»»

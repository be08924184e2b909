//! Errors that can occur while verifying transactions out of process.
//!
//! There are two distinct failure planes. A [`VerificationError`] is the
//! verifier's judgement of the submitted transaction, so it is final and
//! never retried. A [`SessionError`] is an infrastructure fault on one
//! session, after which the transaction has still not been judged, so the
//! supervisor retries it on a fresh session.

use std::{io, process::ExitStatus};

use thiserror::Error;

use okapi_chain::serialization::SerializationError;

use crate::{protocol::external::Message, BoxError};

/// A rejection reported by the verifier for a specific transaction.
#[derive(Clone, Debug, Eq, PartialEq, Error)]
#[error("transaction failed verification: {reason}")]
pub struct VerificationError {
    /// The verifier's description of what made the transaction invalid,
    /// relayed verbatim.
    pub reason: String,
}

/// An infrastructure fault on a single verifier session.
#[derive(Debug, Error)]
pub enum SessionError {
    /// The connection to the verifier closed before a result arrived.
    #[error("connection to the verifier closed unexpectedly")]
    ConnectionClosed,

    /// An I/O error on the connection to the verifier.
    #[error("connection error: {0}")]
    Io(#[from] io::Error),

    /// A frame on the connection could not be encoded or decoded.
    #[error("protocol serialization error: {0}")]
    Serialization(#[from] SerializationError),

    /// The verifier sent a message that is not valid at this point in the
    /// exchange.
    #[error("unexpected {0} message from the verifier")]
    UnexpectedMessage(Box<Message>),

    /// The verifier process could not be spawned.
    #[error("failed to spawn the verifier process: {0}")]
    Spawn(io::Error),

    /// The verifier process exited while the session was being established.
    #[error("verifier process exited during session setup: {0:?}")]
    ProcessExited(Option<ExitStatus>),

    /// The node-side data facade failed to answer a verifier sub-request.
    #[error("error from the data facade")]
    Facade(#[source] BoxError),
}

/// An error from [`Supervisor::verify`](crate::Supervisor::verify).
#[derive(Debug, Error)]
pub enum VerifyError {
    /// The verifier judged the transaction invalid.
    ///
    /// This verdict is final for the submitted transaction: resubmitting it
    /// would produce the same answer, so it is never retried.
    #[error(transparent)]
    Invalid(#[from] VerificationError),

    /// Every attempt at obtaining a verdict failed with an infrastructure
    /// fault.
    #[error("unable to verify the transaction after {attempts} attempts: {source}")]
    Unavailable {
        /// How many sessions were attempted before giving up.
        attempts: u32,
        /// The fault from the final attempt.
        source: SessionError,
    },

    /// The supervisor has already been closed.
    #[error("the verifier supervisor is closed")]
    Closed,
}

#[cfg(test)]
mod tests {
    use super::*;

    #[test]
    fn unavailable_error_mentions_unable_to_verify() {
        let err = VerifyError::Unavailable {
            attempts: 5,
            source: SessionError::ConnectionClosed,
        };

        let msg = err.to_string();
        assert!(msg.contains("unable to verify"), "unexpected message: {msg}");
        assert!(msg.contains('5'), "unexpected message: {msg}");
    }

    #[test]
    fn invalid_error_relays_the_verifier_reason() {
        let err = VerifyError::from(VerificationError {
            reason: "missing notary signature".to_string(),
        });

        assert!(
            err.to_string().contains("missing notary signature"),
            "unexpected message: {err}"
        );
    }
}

««

#### Problem details
Reproduce all of the data above, exactly and without omission.

#### Solution for this exercise
repository be08924184e2b909
//! Errors that can occur while verifying transactions out of process.
//!
//! There are two distinct failure planes. A [`VerificationError`] is the
//! verifier's judgement of the submitted transaction, so it is final and
//! never retried. A [`SessionError`] is an infrastructure fault on one
//! session, after which the transaction has still not been judged, so the
//! supervisor retries it on a fresh session.

use std::{io, process::ExitStatus};

use thiserror::Error;

use okapi_chain::serialization::SerializationError;

use crate::{protocol::external::Message, BoxError};

/// A rejection reported by the verifier for a specific transaction.
#[derive(Clone, Debug, Eq, PartialEq, Error)]
#[error("transaction failed verification: {reason}")]
pub struct VerificationError {
    /// The verifier's description of what made the transaction invalid,
    /// relayed verbatim.
    pub reason: String,
}

/// An infrastructure fault on a single verifier session.
#[derive(Debug, Error)]
pub enum SessionError {
    /// The connection to the verifier closed before a result arrived.
    #[error("connection to the verifier closed unexpectedly")]
    ConnectionClosed,

    /// An I/O error on the connection to the verifier.
    #[error("connection error: {0}")]
    Io(#[from] io::Error),

    /// A frame on the connection could not be encoded or decoded.
    #[error("protocol serialization error: {0}")]
    Serialization(#[from] SerializationError),

    /// The verifier sent a message that is not valid at this point in the
    /// exchange.
    #[error("unexpected {0} message from the verifier")]
    UnexpectedMessage(Box<Message>),

    /// The verifier process could not be spawned.
    #[error("failed to spawn the verifier process: {0}")]
    Spawn(io::Error),

    /// The verifier process exited while the session was being established.
    #[error("verifier process exited during session setup: {0:?}")]
    ProcessExited(Option<ExitStatus>),

    /// The node-side data facade failed to answer a verifier sub-request.
    #[error("error from the data facade")]
    Facade(#[source] BoxError),
}

/// An error from [`Supervisor::verify`](crate::Supervisor::verify).
#[derive(Debug, Error)]
pub enum VerifyError {
    /// The verifier judged the transaction invalid.
    ///
    /// This verdict is final for the submitted transaction: resubmitting it
    /// would produce the same answer, so it is never retried.
    #[error(transparent)]
    Invalid(#[from] VerificationError),

    /// Every attempt at obtaining a verdict failed with an infrastructure
    /// fault.
    #[error("unable to verify the transaction after {attempts} attempts: {source}")]
    Unavailable {
        /// How many sessions were attempted before giving up.
        attempts: u32,
        /// The fault from the final attempt.
        source: SessionError,
    },

    /// The supervisor has already been closed.
    #[error("the verifier supervisor is closed")]
    Closed,
}

#[cfg(test)]
mod tests {
    use super::*;

    #[test]
    fn unavailable_error_mentions_unable_to_verify() {
        let err = VerifyError::Unavailable {
            attempts: 5,
            source: SessionError::ConnectionClosed,
        };

        let msg = err.to_string();
        assert!(msg.contains("unable to verify"), "unexpected message: {msg}");
        assert!(msg.contains('5'), "unexpected message: {msg}");
    }

    #[test]
    fn invalid_error_relays_the_verifier_reason() {
        let err = VerifyError::from(VerificationError {
            reason: "missing notary signature".to_string(),
        });

        assert!(
            err.to_string().contains("missing notary signature"),
            "unexpected message: {err}"
        );
    }
}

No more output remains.